::: Source data
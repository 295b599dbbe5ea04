//! Text transforms for reading content.
//!
//! Reading text arrives from the data store as plain text with a small
//! markdown subset: blank lines separate paragraphs, `**x**` is strong and
//! `*x*` is emphasis. Anything else is treated as literal text and escaped.
//! Longer-form copy that ships with the binary (static pages, book blurbs)
//! goes through `pulldown-cmark` in [`crate::render`] instead.

use maud::{Markup, PreEscaped, html};
use regex::Regex;
use std::sync::LazyLock;

/// Character budget for `<meta name="description">`.
pub const META_DESCRIPTION_MAX: usize = 155;

const ELLIPSIS: char = '…';

static STRONG: LazyLock<Regex> =
    LazyLock::new(|| Regex::new(r"\*\*([^*\n]+?)\*\*").expect("valid regex"));
static EMPHASIS: LazyLock<Regex> =
    LazyLock::new(|| Regex::new(r"\*([^*\n]+?)\*").expect("valid regex"));
/// `body (Source, p. 12)` or `body (Source, p. 12-14)` at the very end.
static HTML_TAG: LazyLock<Regex> =
    LazyLock::new(|| Regex::new(r"</?[A-Za-z][^>]*>").expect("valid regex"));
static ATTRIBUTION: LazyLock<Regex> = LazyLock::new(|| {
    Regex::new(r"(?s)^(.*?)\s*\(([^()]+?),\s*p\.\s*(\d+(?:\s*[-–]\s*\d+)?)\)\s*$")
        .expect("valid regex")
});

/// Split on blank lines. Escaped `\\n\\n` sequences that survived a JSON
/// round-trip count as blank lines too.
pub fn split_paragraphs(text: &str) -> Vec<String> {
    text.replace("\r\n", "\n")
        .replace("\\n\\n", "\n\n")
        .split("\n\n")
        .map(str::trim)
        .filter(|p| !p.is_empty())
        .map(str::to_string)
        .collect()
}

/// Escape `text` for HTML, then apply `**strong**` and `*em*`.
///
/// Operates on a single paragraph; markers never pair across a newline.
pub fn inline_markdown(text: &str) -> String {
    let escaped = html! { (text) }.into_string();
    let strong = STRONG.replace_all(&escaped, "<strong>$1</strong>");
    EMPHASIS.replace_all(&strong, "<em>$1</em>").into_owned()
}

/// Render text as a sequence of `<p>` blocks.
pub fn paragraphs(text: &str) -> Markup {
    html! {
        @for para in split_paragraphs(text) {
            p { (PreEscaped(inline_markdown(&para))) }
        }
    }
}

/// A quote split into its body and trailing literature reference.
#[derive(Debug, Clone, PartialEq, Eq)]
pub struct QuoteParts {
    pub body: String,
    /// Source title; empty when the quote has no attribution.
    pub attribution: String,
    /// Page or page range, e.g. `"42"` or `"42-43"`.
    pub pages: String,
}

impl QuoteParts {
    /// `"Book Title, p. 42"`, or empty.
    pub fn citation(&self) -> String {
        if self.attribution.is_empty() {
            String::new()
        } else {
            format!("{}, p. {}", self.attribution, self.pages)
        }
    }
}

pub fn parse_quote(raw: &str) -> QuoteParts {
    let raw = raw.trim();
    match ATTRIBUTION.captures(raw) {
        Some(caps) => QuoteParts {
            body: caps[1].trim().to_string(),
            attribution: caps[2].trim().to_string(),
            pages: caps[3].split_whitespace().collect(),
        },
        None => QuoteParts {
            body: raw.to_string(),
            attribution: String::new(),
            pages: String::new(),
        },
    }
}

/// Render a quote as an emphasized blockquote with an optional citation.
pub fn quote_block(raw: &str) -> Markup {
    let quote = parse_quote(raw);
    html! {
        blockquote.quote {
            p { em { (PreEscaped(inline_markdown(&quote.body))) } }
            @if !quote.attribution.is_empty() {
                footer { cite { (quote.citation()) } }
            }
        }
    }
}

/// Drop HTML tags and markdown emphasis markers, collapse whitespace.
///
/// Only `<` followed by a letter or `/` opens a tag, so prose like `I <3`
/// survives intact.
pub fn strip_markup(text: &str) -> String {
    let unescaped = text.replace("\\n", " ");
    let untagged = HTML_TAG.replace_all(&unescaped, " ");
    let plain: String = untagged.chars().filter(|c| !matches!(c, '*' | '#')).collect();
    plain.split_whitespace().collect::<Vec<_>>().join(" ")
}

/// Cut `text` to at most `max` characters, ellipsis included, at the last
/// whitespace before the limit. Text that already fits is returned as is.
///
/// A single word longer than the budget is the one case that gets cut
/// mid-word, since there is no boundary to fall back to.
pub fn truncate_at_word(text: &str, max: usize) -> String {
    if text.chars().count() <= max {
        return text.to_string();
    }
    let budget = max.saturating_sub(1);
    let cut = text
        .char_indices()
        .nth(budget)
        .map(|(i, _)| i)
        .unwrap_or(text.len());
    let (head, rest) = text.split_at(cut);
    let head = if rest.starts_with(char::is_whitespace) {
        head
    } else {
        match head.rfind(char::is_whitespace) {
            Some(ws) => &head[..ws],
            None => head,
        }
    };
    let head = head.trim_end_matches(|c: char| c.is_whitespace() || matches!(c, ',' | ';' | ':'));
    format!("{head}{ELLIPSIS}")
}

/// Plain-text description for `<meta>` tags.
pub fn meta_description(text: &str) -> String {
    truncate_at_word(&strip_markup(text), META_DESCRIPTION_MAX)
}
//! Day-of-year ↔ slug conversions over a fixed leap-year calendar.
//!
//! Readings are keyed by day-of-year 1–366. February always has 29 days in
//! this table, so day 60 is `february-29` and day 61 is `march-1` every year.
//! Real dates are mapped onto the same table by [`today_day_of_year`], which
//! means a non-leap year simply never lands on day 60.
//!
//! ```text
//!   1 → january-1      60 → february-29     366 → december-31
//!  32 → february-1     61 → march-1
//! ```

use chrono::{Datelike, NaiveDate};
use std::ops::RangeInclusive;

/// Month lengths with February fixed at 29.
pub const MONTH_DAYS: [u8; 12] = [31, 29, 31, 30, 31, 30, 31, 31, 30, 31, 30, 31];

const MONTH_SLUGS: [&str; 12] = [
    "january",
    "february",
    "march",
    "april",
    "may",
    "june",
    "july",
    "august",
    "september",
    "october",
    "november",
    "december",
];

const MONTH_NAMES: [&str; 12] = [
    "January",
    "February",
    "March",
    "April",
    "May",
    "June",
    "July",
    "August",
    "September",
    "October",
    "November",
    "December",
];

pub const DAYS_IN_YEAR: u16 = 366;

/// Walk the month table. Returns `(month_index, day_within_month)`.
///
/// Out-of-range input fails closed: `0` is treated as January 1 and anything
/// past 366 as December 31.
fn locate(day: u16) -> (usize, u8) {
    if day > DAYS_IN_YEAR {
        return (11, 31);
    }
    let mut remaining = day.max(1);
    for (idx, &len) in MONTH_DAYS.iter().enumerate() {
        if remaining <= u16::from(len) {
            return (idx, remaining as u8);
        }
        remaining -= u16::from(len);
    }
    (11, 31)
}

/// `60` → `"february-29"`.
pub fn day_to_slug(day: u16) -> String {
    let (month, dom) = locate(day);
    format!("{}-{}", MONTH_SLUGS[month], dom)
}

/// 0-based month index of a day-of-year.
pub fn day_to_month_index(day: u16) -> usize {
    locate(day).0
}

/// Day number within its month (1–31).
pub fn day_within_month(day: u16) -> u8 {
    locate(day).1
}

/// `60` → `"February 29"`.
pub fn display_date(day: u16) -> String {
    let (month, dom) = locate(day);
    format!("{} {}", MONTH_NAMES[month], dom)
}

/// Day-of-year for a 0-based month and 1-based day, or `None` if the pair
/// does not exist in the fixed table.
pub fn day_of_year(month: usize, day: u8) -> Option<u16> {
    let len = *MONTH_DAYS.get(month)?;
    if day == 0 || day > len {
        return None;
    }
    let before: u16 = MONTH_DAYS[..month].iter().map(|&d| u16::from(d)).sum();
    Some(before + u16::from(day))
}

/// Inverse of [`day_to_slug`].
pub fn slug_to_day(slug: &str) -> Option<u16> {
    let (month, day) = slug.rsplit_once('-')?;
    let month = MONTH_SLUGS.iter().position(|m| *m == month)?;
    // Reject "january-01" and friends so the mapping stays one-to-one.
    if day.starts_with('0') {
        return None;
    }
    day_of_year(month, day.parse().ok()?)
}

/// Position of a real calendar date on the fixed table.
pub fn today_day_of_year(date: NaiveDate) -> u16 {
    // Every real (month, day) pair exists in the leap-year table.
    day_of_year(date.month0() as usize, date.day() as u8).unwrap_or(1)
}

pub fn month_slug(month: usize) -> &'static str {
    MONTH_SLUGS[month.min(11)]
}

pub fn month_name(month: usize) -> &'static str {
    MONTH_NAMES[month.min(11)]
}

pub fn month_len(month: usize) -> u8 {
    MONTH_DAYS[month.min(11)]
}

/// Index of a month by slug or display name, case-insensitive.
pub fn month_index(name: &str) -> Option<usize> {
    let name = name.trim();
    MONTH_SLUGS.iter().position(|m| m.eq_ignore_ascii_case(name))
}

/// The four week windows of a month archive: 1–7, 8–14, 15–21, 22–end.
pub fn week_windows(month_len: u8) -> [RangeInclusive<u8>; 4] {
    [1..=7, 8..=14, 15..=21, 22..=month_len]
}

#[cfg(test)]
mod tests {
    use super::*;
    use std::collections::HashSet;

    #[test]
    fn known_slugs() {
        assert_eq!(day_to_slug(1), "january-1");
        assert_eq!(day_to_slug(31), "january-31");
        assert_eq!(day_to_slug(32), "february-1");
        assert_eq!(day_to_slug(60), "february-29");
        assert_eq!(day_to_slug(61), "march-1");
        assert_eq!(day_to_slug(366), "december-31");
    }

    #[test]
    fn out_of_range_fails_closed() {
        assert_eq!(day_to_slug(367), "december-31");
        assert_eq!(day_to_slug(u16::MAX), "december-31");
        assert_eq!(day_to_slug(0), "january-1");
        assert_eq!(day_to_month_index(400), 11);
    }

    #[test]
    fn slugs_are_a_bijection_over_the_year() {
        let mut seen = HashSet::new();
        for day in 1..=DAYS_IN_YEAR {
            let slug = day_to_slug(day);
            let (month, dom) = slug.rsplit_once('-').unwrap();
            let idx = month_index(month).expect("valid month name");
            let dom: u8 = dom.parse().unwrap();
            assert!(dom >= 1 && dom <= month_len(idx), "{slug} out of month");
            assert!(seen.insert(slug.clone()), "duplicate slug {slug}");
            assert_eq!(slug_to_day(&slug), Some(day));
        }
        assert_eq!(seen.len(), 366);
    }

    #[test]
    fn slug_to_day_rejects_invalid() {
        assert_eq!(slug_to_day("february-30"), None);
        assert_eq!(slug_to_day("january-0"), None);
        assert_eq!(slug_to_day("january-01"), None);
        assert_eq!(slug_to_day("smarch-1"), None);
        assert_eq!(slug_to_day("january"), None);
    }

    #[test]
    fn today_agrees_with_slug_walk() {
        // A leap year covers all 366 positions, Feb 29 included.
        let mut date = NaiveDate::from_ymd_opt(2024, 1, 1).unwrap();
        for day in 1..=DAYS_IN_YEAR {
            assert_eq!(today_day_of_year(date), day);
            assert_eq!(
                day_to_slug(day),
                format!("{}-{}", month_slug(date.month0() as usize), date.day())
            );
            date = date.succ_opt().unwrap();
        }
    }

    #[test]
    fn march_first_is_fixed_in_common_years() {
        let date = NaiveDate::from_ymd_opt(2025, 3, 1).unwrap();
        assert_eq!(today_day_of_year(date), 61);
    }

    #[test]
    fn month_index_and_position_agree() {
        assert_eq!(day_to_month_index(1), 0);
        assert_eq!(day_to_month_index(60), 1);
        assert_eq!(day_to_month_index(61), 2);
        assert_eq!(day_within_month(61), 1);
        assert_eq!(month_index("March"), Some(2));
    }

    #[test]
    fn week_windows_cover_month_exactly() {
        for len in [29u8, 30, 31] {
            let windows = week_windows(len);
            let mut days: Vec<u8> = windows.iter().flat_map(|w| w.clone()).collect();
            let total = days.len();
            days.dedup();
            assert_eq!(total, days.len(), "windows overlap");
            assert_eq!(days, (1..=len).collect::<Vec<_>>());
        }
        let sizes: Vec<usize> = week_windows(31).iter().map(|w| w.clone().count()).collect();
        assert_eq!(sizes, vec![7, 7, 7, 10]);
        assert_eq!(week_windows(29)[3].clone().count(), 8);
    }
}
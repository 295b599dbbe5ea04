//! Site generation.
//!
//! The final pipeline stage. Takes the assembled [`SiteData`] snapshot and
//! writes the complete static site.
//!
//! ## Sequence
//!
//! 1. Check the selected stylesheet variant exists (before anything is deleted)
//! 2. Remove and recreate the output directory
//! 3. Pre-create every page directory
//! 4. Render and write all HTML pages, counting them
//! 5. Render one social card per reading, in batches
//! 6. Write `sitemap.xml` and `robots.txt`
//! 7. Copy static assets
//! 8. Write the `CNAME` domain marker
//!
//! ## Output Structure
//!
//! ```text
//! dist/
//! ├── index.html
//! ├── 404.html
//! ├── january-1/
//! │   ├── index.html
//! │   └── og.png
//! ├── ...
//! ├── themes/{index.html, acceptance/index.html, ...}
//! ├── steps/{index.html, step-1/index.html, ...}
//! ├── months/{january/index.html, ...}
//! ├── literature/{index.html, daybook/index.html, ...}
//! ├── about/ privacy/ contact/ admin/
//! ├── css/style.css
//! ├── js/ assets/
//! ├── sitemap.xml
//! ├── robots.txt
//! └── CNAME
//! ```

use crate::assets::{self, AssetError, CopyReport};
use crate::calendar;
use crate::config::SiteConfig;
use crate::dataset::{FeatureSource, SiteData};
use crate::datastore::{self, DataError, DataStore};
use crate::defaults::Defaults;
use crate::imaging::{self, ImagingError, Rasterizer};
use crate::render::{self, RenderError, SiteContext};
use crate::sitemap;
use maud::Markup;
use std::fs;
use std::path::{Path, PathBuf};
use std::time::{Duration, Instant};
use thiserror::Error;
use tracing::{debug, info};

#[derive(Error, Debug)]
pub enum GenerateError {
    #[error("IO error: {0}")]
    Io(#[from] std::io::Error),
    #[error("data error: {0}")]
    Data(#[from] DataError),
    #[error("render error: {0}")]
    Render(#[from] RenderError),
    #[error("asset error: {0}")]
    Asset(#[from] AssetError),
    #[error("image error: {0}")]
    Imaging(#[from] ImagingError),
    #[error("refusing to use {} as the output directory", .0.display())]
    UnsafeOutput(PathBuf),
}

/// Static page directories that exist regardless of data.
const FIXED_DIRS: &[&str] = &["themes", "steps", "months", "literature", "admin"];

/// Result of one generation run.
#[derive(Debug, Clone)]
pub struct BuildSummary {
    pub output: PathBuf,
    pub pages: usize,
    pub cards: usize,
    /// Feature selection used by each theme page, in theme order.
    pub theme_sources: Vec<(String, FeatureSource)>,
    /// Optional collections replaced by fallbacks this run.
    pub degraded: Vec<&'static str>,
    pub assets: CopyReport,
    pub elapsed: Duration,
}

/// Map a site-relative page path to the file it is written to.
///
/// `/` and `/x/y/` map to `index.html` inside the directory; anything else
/// is taken as a file name.
fn page_file(out: &Path, path: &str) -> PathBuf {
    let rel = path.trim_start_matches('/');
    if rel.is_empty() || rel.ends_with('/') {
        out.join(rel).join("index.html")
    } else {
        out.join(rel)
    }
}

/// Writes pages and counts them.
struct PageWriter<'a> {
    out: &'a Path,
    count: usize,
}

impl PageWriter<'_> {
    fn write(&mut self, path: &str, page: Markup) -> Result<(), GenerateError> {
        let file = page_file(self.out, path);
        fs::write(&file, page.into_string())?;
        self.count += 1;
        debug!(path, "wrote page");
        Ok(())
    }
}

fn check_output_dir(out: &Path) -> Result<(), GenerateError> {
    let dangerous = out.as_os_str().is_empty() || out == Path::new("/") || out == Path::new(".");
    if dangerous {
        return Err(GenerateError::UnsafeOutput(out.to_path_buf()));
    }
    Ok(())
}

fn recreate_dir(out: &Path) -> Result<(), GenerateError> {
    check_output_dir(out)?;
    if out.exists() {
        fs::remove_dir_all(out)?;
    }
    fs::create_dir_all(out)?;
    Ok(())
}

/// One directory per reading, theme, step, month, book and static page, plus
/// the fixed section roots.
fn page_dirs(data: &SiteData) -> Vec<String> {
    let mut dirs: Vec<String> = FIXED_DIRS.iter().map(|d| d.to_string()).collect();
    dirs.extend(data.readings.iter().map(|r| r.slug()));
    dirs.extend(data.themes.iter().map(|t| format!("themes/{}", t.slug)));
    dirs.extend(data.steps.iter().map(|s| format!("steps/{}", s.slug())));
    dirs.extend((0..12).map(|m| format!("months/{}", calendar::month_slug(m))));
    dirs.extend(data.books.iter().map(|b| format!("literature/{}", b.slug)));
    dirs.extend(data.pages.iter().map(|p| p.slug.clone()));
    dirs
}

fn write_pages(
    ctx: &SiteContext,
    data: &SiteData,
    today: u16,
    out: &Path,
) -> Result<usize, GenerateError> {
    let mut pages = PageWriter { out, count: 0 };

    pages.write("/", render::home(ctx, data, today))?;

    for (i, reading) in data.readings.iter().enumerate() {
        pages.write(&render::reading_path(reading), render::reading(ctx, data, i))?;
    }
    info!(count = data.readings.len(), "reading pages written");

    pages.write("/themes/", render::themes_index(ctx, data))?;
    for theme in &data.themes {
        pages.write(&render::theme_path(theme), render::theme(ctx, data, theme))?;
    }

    for page in &data.pages {
        pages.write(&format!("/{}/", page.slug), render::static_page(ctx, page))?;
    }
    pages.write("/admin/", render::admin_shell(ctx)?)?;

    pages.write("/steps/", render::steps_index(ctx, data))?;
    for step in &data.steps {
        pages.write(&render::step_path(step), render::step(ctx, data, step))?;
    }

    for month in 0..12 {
        pages.write(&render::month_path(month), render::month(ctx, data, month))?;
    }

    pages.write("/literature/", render::literature_index(ctx, &data.books))?;
    for book in &data.books {
        pages.write(&render::book_path(book), render::book(ctx, book))?;
    }

    pages.write("/404.html", render::not_found(ctx))?;

    Ok(pages.count)
}

/// Write the whole site for `data` into `config.build.output`.
///
/// `today` is the day-of-year shown on the home page.
pub fn generate(
    data: &SiteData,
    config: &SiteConfig,
    rasterizer: &impl Rasterizer,
    today: u16,
    version: &str,
) -> Result<BuildSummary, GenerateError> {
    let start = Instant::now();
    let out = Path::new(&config.build.output);
    let static_dir = Path::new(&config.build.static_dir);

    assets::check_stylesheet(static_dir, config.build.style)?;

    recreate_dir(out)?;
    for dir in page_dirs(data) {
        fs::create_dir_all(out.join(dir))?;
    }

    let ctx = SiteContext::new(config, version);
    let pages = write_pages(&ctx, data, today, out)?;
    info!(pages, "pages written");

    let cards = imaging::render_cards(
        &data.readings,
        config,
        rasterizer,
        out,
        config.build.og_batch_size,
    )?;
    info!(cards, "social cards written");

    let entries = sitemap::sitemap_entries(data);
    fs::write(out.join("sitemap.xml"), sitemap::render_sitemap(&ctx, &entries))?;
    fs::write(out.join("robots.txt"), sitemap::robots_txt(&ctx))?;

    let assets = assets::copy_assets(
        static_dir,
        out,
        config.build.style,
        &config.build.optional_assets,
    )?;
    info!(files = assets.files, "static assets copied");

    fs::write(out.join("CNAME"), format!("{}\n", config.site.domain))?;

    let theme_sources = data
        .themes
        .iter()
        .map(|t| (t.slug.clone(), data.theme_readings(t).source))
        .collect();

    Ok(BuildSummary {
        output: out.to_path_buf(),
        pages,
        cards,
        theme_sources,
        degraded: Vec::new(),
        assets,
        elapsed: start.elapsed(),
    })
}

/// Fetch, assemble and generate in one run.
pub fn build(
    store: &impl DataStore,
    config: &SiteConfig,
    rasterizer: &impl Rasterizer,
    today: u16,
    version: &str,
) -> Result<BuildSummary, GenerateError> {
    let start = Instant::now();
    let fetched = datastore::fetch_all(store)?;
    let degraded = fetched.degraded.clone();
    let data = SiteData::assemble(fetched, Defaults::stock());

    let mut summary = generate(&data, config, rasterizer, today, version)?;
    summary.degraded = degraded;
    summary.elapsed = start.elapsed();
    Ok(summary)
}
use super::{PageMeta, SiteContext, layout, list_section, pull_quote, reading_list};
use crate::dataset::SiteData;
use crate::text;
use crate::types::{MemberShare, Theme};
use maud::{Markup, html};
use serde_json::json;

pub fn theme_path(theme: &Theme) -> String {
    format!("/themes/{}/", theme.slug)
}

pub fn themes_index(ctx: &SiteContext, data: &SiteData) -> Markup {
    let meta = PageMeta::new(
        "Themes",
        "Recovery themes: acceptance, gratitude, fear, resentment and more, each with daily readings and tools for practice.",
        "/themes/",
    )
    .class("themes-index");

    let body = html! {
        h1 { "Themes" }
        ul.theme-grid {
            @for theme in &data.themes {
                li.theme-card {
                    a href=(ctx.link(&theme_path(theme))) {
                        h2 { (theme.name) }
                    }
                    @if !theme.short_description.trim().is_empty() {
                        p { (theme.short_description) }
                    }
                }
            }
        }
    };
    layout(ctx, &meta, body)
}

pub fn theme(ctx: &SiteContext, data: &SiteData, theme: &Theme) -> Markup {
    let picked = data.theme_readings(theme);
    let shares = data.shares_for_theme(&theme.slug);
    let path = theme_path(theme);

    let description = if theme.meta_description.trim().is_empty() {
        &theme.short_description
    } else {
        &theme.meta_description
    };
    let meta = PageMeta::new(&theme.name, description, &path)
        .with_json_ld(json!({
            "@context": "https://schema.org",
            "@type": "CollectionPage",
            "name": theme.name,
            "url": ctx.absolute(&path),
            "about": theme.theme_tags,
        }))
        .class("theme-page");

    let body = html! {
        article.theme {
            header {
                p.breadcrumb { a href=(ctx.link("/themes/")) { "Themes" } }
                h1 { (theme.name) }
                @if !theme.short_description.trim().is_empty() {
                    p.lede { (theme.short_description) }
                }
            }
            @if !theme.image.trim().is_empty() {
                figure.theme-image {
                    img src=(ctx.link(&theme.image)) alt=(theme.name) loading="lazy";
                }
            }
            @if !theme.body.trim().is_empty() {
                div.theme-body { (text::paragraphs(&theme.body)) }
            }
            (pull_quote(&theme.pull_quote))
            @if !picked.featured.is_empty() {
                section.featured-readings data-source=(picked.source.as_str()) {
                    h2 { "Featured readings" }
                    (reading_list(ctx, &picked.featured))
                }
            }
            @if !picked.additional.is_empty() {
                section.additional-readings {
                    h2 { "More readings on " (theme.name) }
                    (reading_list(ctx, &picked.additional))
                }
            }
            (list_section("Tools for practice", "tools", &theme.tools))
            @if !shares.is_empty() {
                section.member-shares {
                    h2 { "From the community" }
                    @for share in &shares {
                        (share_block(share))
                    }
                }
            }
        }
    };
    layout(ctx, &meta, body)
}

fn share_block(share: &MemberShare) -> Markup {
    html! {
        blockquote.share.featured[share.featured] {
            (text::paragraphs(&share.content))
            footer { cite { (share.author()) } }
        }
    }
}

#[cfg(test)]
mod tests {
    use super::*;
    use crate::dataset::aggregate_ratings;
    use crate::render::tests::config_with_base;
    use crate::test_helpers::*;
    use crate::types::Sentiment;

    fn render(data: &SiteData, slug: &str) -> String {
        let config = config_with_base("");
        let ctx = SiteContext::new(&config, "x");
        let theme = data.theme_by_slug(slug).unwrap();
        super::theme(&ctx, data, theme).into_string()
    }

    #[test]
    fn curated_theme_page() {
        let mut readings = year_of_readings();
        tag(&mut readings, &[7], "Acceptance");
        let data = site_data(readings);
        let html = render(&data, "acceptance");
        assert!(html.contains(r#"data-source="curated""#));
        assert!(html.contains("Featured readings"));
        assert!(html.contains("More readings on Acceptance"));
        assert!(html.contains(r#"href="/january-7/""#));
        assert!(html.contains("Tools for practice"));
        assert!(!html.contains("From the community"));
    }

    #[test]
    fn rated_theme_page() {
        let mut readings = year_of_readings();
        tag(&mut readings, &[7], "Acceptance");
        let mut data = site_data(readings);
        data.ratings = aggregate_ratings(&[feedback(7, Sentiment::Positive)]);
        let html = render(&data, "acceptance");
        assert!(html.contains(r#"data-source="ratings""#));
        assert!(!html.contains("More readings on"));
    }

    #[test]
    fn shares_render_with_author() {
        let mut data = site_data(year_of_readings());
        data.shares = vec![share("1", "hope", true, "2024-01-01")];
        let html = render(&data, "hope");
        assert!(html.contains("From the community"));
        assert!(html.contains("<cite>Member 1</cite>"));
        assert!(html.contains("share featured"));
    }

    #[test]
    fn empty_sections_are_omitted() {
        let mut data = site_data(vec![reading(1)]);
        for theme in &mut data.themes {
            theme.tools.clear();
            theme.pull_quote.clear();
            theme.image.clear();
        }
        let html = render(&data, "fear");
        assert!(!html.contains("Tools for practice"));
        assert!(!html.contains("pull-quote"));
        assert!(!html.contains("<figure"));
        // None of fear's curated days exist in this dataset.
        assert!(!html.contains("Featured readings"));
    }

    #[test]
    fn index_lists_every_theme() {
        let data = site_data(vec![reading(1)]);
        let config = config_with_base("");
        let ctx = SiteContext::new(&config, "x");
        let html = themes_index(&ctx, &data).into_string();
        for theme in &data.themes {
            assert!(html.contains(&format!(r#"href="/themes/{}/""#, theme.slug)));
        }
    }
}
::::::
Exercise instructions =>
From the first line of the listing above through the line that contains "#[derive(Debug, Clone, PartialEq, Eq)]", set down each line without alteration, and nothing else.

Answer for this exercise =>
repository 295b599dbbe5ea04
//! Text transforms for reading content.
//!
//! Reading text arrives from the data store as plain text with a small
//! markdown subset: blank lines separate paragraphs, `**x**` is strong and
//! `*x*` is emphasis. Anything else is treated as literal text and escaped.
//! Longer-form copy that ships with the binary (static pages, book blurbs)
//! goes through `pulldown-cmark` in [`crate::render`] instead.

use maud::{Markup, PreEscaped, html};
use regex::Regex;
use std::sync::LazyLock;

/// Character budget for `<meta name="description">`.
pub const META_DESCRIPTION_MAX: usize = 155;

const ELLIPSIS: char = '…';

static STRONG: LazyLock<Regex> =
    LazyLock::new(|| Regex::new(r"\*\*([^*\n]+?)\*\*").expect("valid regex"));
static EMPHASIS: LazyLock<Regex> =
    LazyLock::new(|| Regex::new(r"\*([^*\n]+?)\*").expect("valid regex"));
/// `body (Source, p. 12)` or `body (Source, p. 12-14)` at the very end.
static HTML_TAG: LazyLock<Regex> =
    LazyLock::new(|| Regex::new(r"</?[A-Za-z][^>]*>").expect("valid regex"));
static ATTRIBUTION: LazyLock<Regex> = LazyLock::new(|| {
    Regex::new(r"(?s)^(.*?)\s*\(([^()]+?),\s*p\.\s*(\d+(?:\s*[-–]\s*\d+)?)\)\s*$")
        .expect("valid regex")
});

/// Split on blank lines. Escaped `\\n\\n` sequences that survived a JSON
/// round-trip count as blank lines too.
pub fn split_paragraphs(text: &str) -> Vec<String> {
    text.replace("\r\n", "\n")
        .replace("\\n\\n", "\n\n")
        .split("\n\n")
        .map(str::trim)
        .filter(|p| !p.is_empty())
        .map(str::to_string)
        .collect()
}

/// Escape `text` for HTML, then apply `**strong**` and `*em*`.
///
/// Operates on a single paragraph; markers never pair across a newline.
pub fn inline_markdown(text: &str) -> String {
    let escaped = html! { (text) }.into_string();
    let strong = STRONG.replace_all(&escaped, "<strong>$1</strong>");
    EMPHASIS.replace_all(&strong, "<em>$1</em>").into_owned()
}

/// Render text as a sequence of `<p>` blocks.
pub fn paragraphs(text: &str) -> Markup {
    html! {
        @for para in split_paragraphs(text) {
            p { (PreEscaped(inline_markdown(&para))) }
        }
    }
}

/// A quote split into its body and trailing literature reference.
#[derive(Debug, Clone, PartialEq, Eq)]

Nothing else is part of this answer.